PROVAS INCONSISTENTES

Informação em ata notarial, por si só, não comprova filiação partidária, diz TSE

A fé pública da ata notarial não é suficiente para, por si só, fornecer prova suficiente de filiação partidária dentro do prazo exigido pela lei para a disputa das eleições.

Gil Ferreira/Agência CNJ

Candidato usou ata notarial para registrar prints de WhatsApp que comprovariam filiação

A conclusão é do Tribunal Superior Eleitoral, que nesta terça-feira (18/2) vetou uma tentativa de João Gomes validar a própria candidatura a vereador de Lagradouro (PB) em 2024.
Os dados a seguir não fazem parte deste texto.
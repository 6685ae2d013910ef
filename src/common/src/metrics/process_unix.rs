use crate::metrics::metric_def::MetricsConsts;
use crate::{sys_utils, ShutdownMessage};
#[cfg(target_os = "linux")]
use metrics::GaugeValue;
use metrics::{describe_gauge, gauge, Gauge};
use std::sync::Arc;
use std::time::Duration;
use tokio::sync::watch;
use tracing::info;

#[cfg(target_os = "linux")]
static LINUX_PAGE_SIZE: std::sync::LazyLock<i64> =
    std::sync::LazyLock::new(|| unsafe { libc::sysconf(libc::_SC_PAGESIZE) });

#[cfg(target_os = "linux")]
static CLOCK_TICK: std::sync::LazyLock<u64> =
    std::sync::LazyLock::new(|| unsafe { libc::sysconf(libc::_SC_CLK_TCK) as u64 });

pub struct ProcessRecorder {
    mem_rss: Gauge,
    mem_virtual_size: Gauge,
    cpu_total: Gauge,
    cpu_core_num: Gauge,
    stop_rx: watch::Receiver<ShutdownMessage>,
    #[cfg(target_os = "linux")]
    cpu_total_value: GaugeValue,
}

macro_rules! register_process_metric {
    ($metric_const:expr, $labels:expr) => {{
        let (name, desc, _, _) = $metric_const.get_metrics_pair();
        describe_gauge!(name, desc);
        gauge!(name, $labels)
    }};
}

impl ProcessRecorder {
    pub fn new(
        labels: Vec<(&'static str, String)>,
        stop_rx: watch::Receiver<ShutdownMessage>,
    ) -> Self {
        let mem_rss_metric = MetricsConsts::rss_mem_size();
        let mem_virtual_size_metric = MetricsConsts::virtual_mem_size();
        let cpu_total_metric = MetricsConsts::cpu_total();
        let cpu_core_num_metric = MetricsConsts::cpu_core_num();

        Self {
            mem_rss: register_process_metric!(mem_rss_metric, &labels),
            mem_virtual_size: register_process_metric!(mem_virtual_size_metric, &labels),
            cpu_total: register_process_metric!(cpu_total_metric, &labels),
            cpu_core_num: register_process_metric!(cpu_core_num_metric, &labels),
            stop_rx,
            #[cfg(target_os = "linux")]
            cpu_total_value: GaugeValue::Absolute(0_f64),
        }
    }

    #[cfg(target_os = "linux")]
    pub fn collect(&self) {
        let p = match procfs::process::Process::myself() {
            Ok(p) => p,
            Err(e) => {
                tracing::warn!(
                    "basic metrics collect error [target_os=linux] cause by {e:?}"
                );
                // we can't construct a Process object, so there's no stats to gather
                return;
            }
        };
        let stat = match p.stat() {
            Ok(stat) => stat,
            Err(e) => {
                tracing::warn!(
                    "basic metrics collect error [target_os=linux] cause by {e:?}"
                );
                // we can't get the stat, so there's no stats to gather
                return;
            }
        };

        // memory
        self.mem_virtual_size.set(stat.vsize as f64);
        self.mem_rss
            .set((stat.rss as i64 * *LINUX_PAGE_SIZE) as f64);

        // cpu
        let total = (stat.utime + stat.stime) / *CLOCK_TICK;
        let past = match self.cpu_total_value {
            GaugeValue::Absolute(f) => f,
            _ => 0_f64,
        };
        self.cpu_total.increment(total as f64 - past);
        self.cpu_total_value.update_value(total as f64 - past);
        self.cpu_core_num
            .set(sys_utils::cpu::get_total_cpu() as f64);
    }

    #[cfg(target_os = "macos")]
    pub fn collect(&self) {
        let my_pid = unsafe { libc::getpid() };
        let clock_tick = unsafe {
            let mut info = mach2::mach_time::mach_timebase_info::default();
            let errno = mach2::mach_time::mach_timebase_info(&mut info as *mut _);
            if errno != 0 {
                1_f64
            } else {
                (info.numer / info.denom) as f64
            }
        };

        let proc_info = match darwin_libproc::task_info(my_pid) {
            Ok(info) => info,
            Err(e) => {
                tracing::warn!(
                    "basic metrics collect error [target_os=macos] cause by {e:?}"
                );
                return;
            }
        };

        // memory collect
        self.mem_rss.set(proc_info.pti_resident_size as f64);
        self.mem_virtual_size.set(proc_info.pti_virtual_size as f64);

        // cpu metric collect
        let cpu_total =
            (proc_info.pti_total_user + proc_info.pti_total_system) as f64 * clock_tick / 1e9;
        self.cpu_total.increment(cpu_total);
        self.cpu_core_num
            .set(sys_utils::cpu::get_total_cpu() as f64)
    }

    pub async fn start_auto_collect(&mut self) {
        let mut interval = tokio::time::interval(Duration::from_secs(1));
        info!("process metrics collector auto collect start.");
        let stop_rx_rc = Arc::new(self.stop_rx.clone());
        loop {
            tokio::select! {
               rs = async {stop_rx_rc.has_changed().unwrap()} => {
                  if rs {
                      //let shutdown_msg = self.stop_rx.borrow_and_update().clone();
                      if let ShutdownMessage::Cancel(_) = self.stop_rx.borrow_and_update().clone() {
                        break;
                     }
                  }
               }
               _= interval.tick() => {
                   self.collect();
               }
            }
        }
    }
}
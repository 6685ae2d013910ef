//! MySQL/MariaDB-compatible error numbers and SQLSTATEs for the subset of
//! conditions this proxy itself raises (as opposed to relaying a backend's
//! own ERR packet verbatim).

#![allow(non_camel_case_types)]

#[repr(u16)]
#[derive(Debug, Clone, Copy, PartialEq, Eq)]
pub enum ErrorKind {
    ER_ACCESS_DENIED_ERROR = 1045,
    ER_ACCESS_DENIED_NO_PASSWORD_ERROR = 1698,
    ER_DBACCESS_DENIED_ERROR = 1044,
    ER_BAD_DB_ERROR = 1049,
    ER_UNKNOWN_COM_ERROR = 1047,
    ER_CON_COUNT_ERROR = 1040,
    ER_OUT_OF_RESOURCES = 1041,
    ER_OPTION_PREVENTS_STATEMENT = 1290,
    CR_SERVER_LOST = 2013,
    CR_CONN_HOST_ERROR = 2003,
}

impl ErrorKind {
    /// The 5-byte SQLSTATE code that follows the `#` marker in an ERR
    /// packet.
    pub fn sqlstate(&self) -> &'static [u8] {
        match self {
            ErrorKind::ER_ACCESS_DENIED_ERROR => b"28000",
            ErrorKind::ER_ACCESS_DENIED_NO_PASSWORD_ERROR => b"28000",
            ErrorKind::ER_DBACCESS_DENIED_ERROR => b"42000",
            ErrorKind::ER_BAD_DB_ERROR => b"42000",
            ErrorKind::ER_UNKNOWN_COM_ERROR => b"08S01",
            ErrorKind::ER_CON_COUNT_ERROR => b"08004",
            ErrorKind::ER_OUT_OF_RESOURCES => b"HY001",
            ErrorKind::ER_OPTION_PREVENTS_STATEMENT => b"HY000",
            ErrorKind::CR_SERVER_LOST => b"08S01",
            ErrorKind::CR_CONN_HOST_ERROR => b"08S01",
        }
    }
}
Gomes queria concorrer pelo União Brasil, então precisaria estar filiado ao partido até 6 de abril de 2024, ou seja, seis meses antes do primeiro turno. Os sistemas da Justiça Eleitoral, no entanto, indicam que nessa data ele ainda estava filiado ao Solidariedade. Com isso, o candidato buscou outros meios de provar a filiação em tempo.

A Súmula 20 do TSE abre essa possibilidade. Ela diz que a filiação partidária pode ser provada por outros elementos de convicção, desde que não sejam documentos produzidos unilateralmente e sem fé pública.

Gomes providenciou uma ata notarial — um documento público que registra fatos presenciados por um tabelião ou um notário. É um meio de prova amplamente admitido pelo Judiciário.

Essa ata notarial registrou prints de conversas de WhatsApp em que Gomes envia para a secretária adjunta do União Brasil sua ficha de filiação ao partido em 3 de abril.

O Tribunal Regional Eleitoral da Paraíba entendeu que o documento, por ter fé pública, bastou para provar a filiação. Por unanimidade de votos, o TSE reformou a decisão e indeferiu a candidatura.

Ata notarial x sistema da Justiça

Relator do recurso julgado, o ministro Antonio Carlos Ferreira pontuou que é preciso cautela da Justiça Eleitoral ao considerar elementos de diálogos em aplicativos de conversa virtual, que podem ser facilmente manipulados.

Embora a ata notarial sirva para produzir prova, principalmente no campo digital, ela comprova apenas a declaração do fato, não o fato em si.

No caso, a ata foi lavrada em cartório apenas na presença do candidato e com base exclusivamente em seu celular. O outro interlocutor (a secretária) não esteve presente com seu celular, para comprovação.

Dessa forma não está presente a qualidade da bilateralidade do elemento de prova, ponto citado pela Súmula 20 do TSE.

Outras inconsistências foram citadas no julgamento. O candidato afirmou, por exemplo, que, junto com a filiação, constatou-se sua condição de integrante do órgão municipal do União Brasil. Esse órgão, no entanto, só foi instaurado meses depois, em 13 de junho.

Para o ministro Antonio Carlos Ferreira, se as alegações do candidato não formam um conjunto harmônico probatório para atestar a filiação em tempo, devem prevalecer as informações dos sistemas do TSE.

Duas teses

O Tribunal Superior Eleitoral aprovou duas teses de julgamento, não vinculantes:

1) Quando se tratar de registro de candidatura, para fins de prova de filiação partidária, não é a fé-pública da ata notarial que confere a esse meio de prova o atributo da bilateralidade;
2) As informações extraídas do sistema do TSE preponderam sobre as dissonantes de ata notarial no que concerne aos mesmos fatos.

REspe 0600246-39.2024.6.15.0014   

Danilo Vital

é correspondente da revista Consultor Jurídico em Brasília.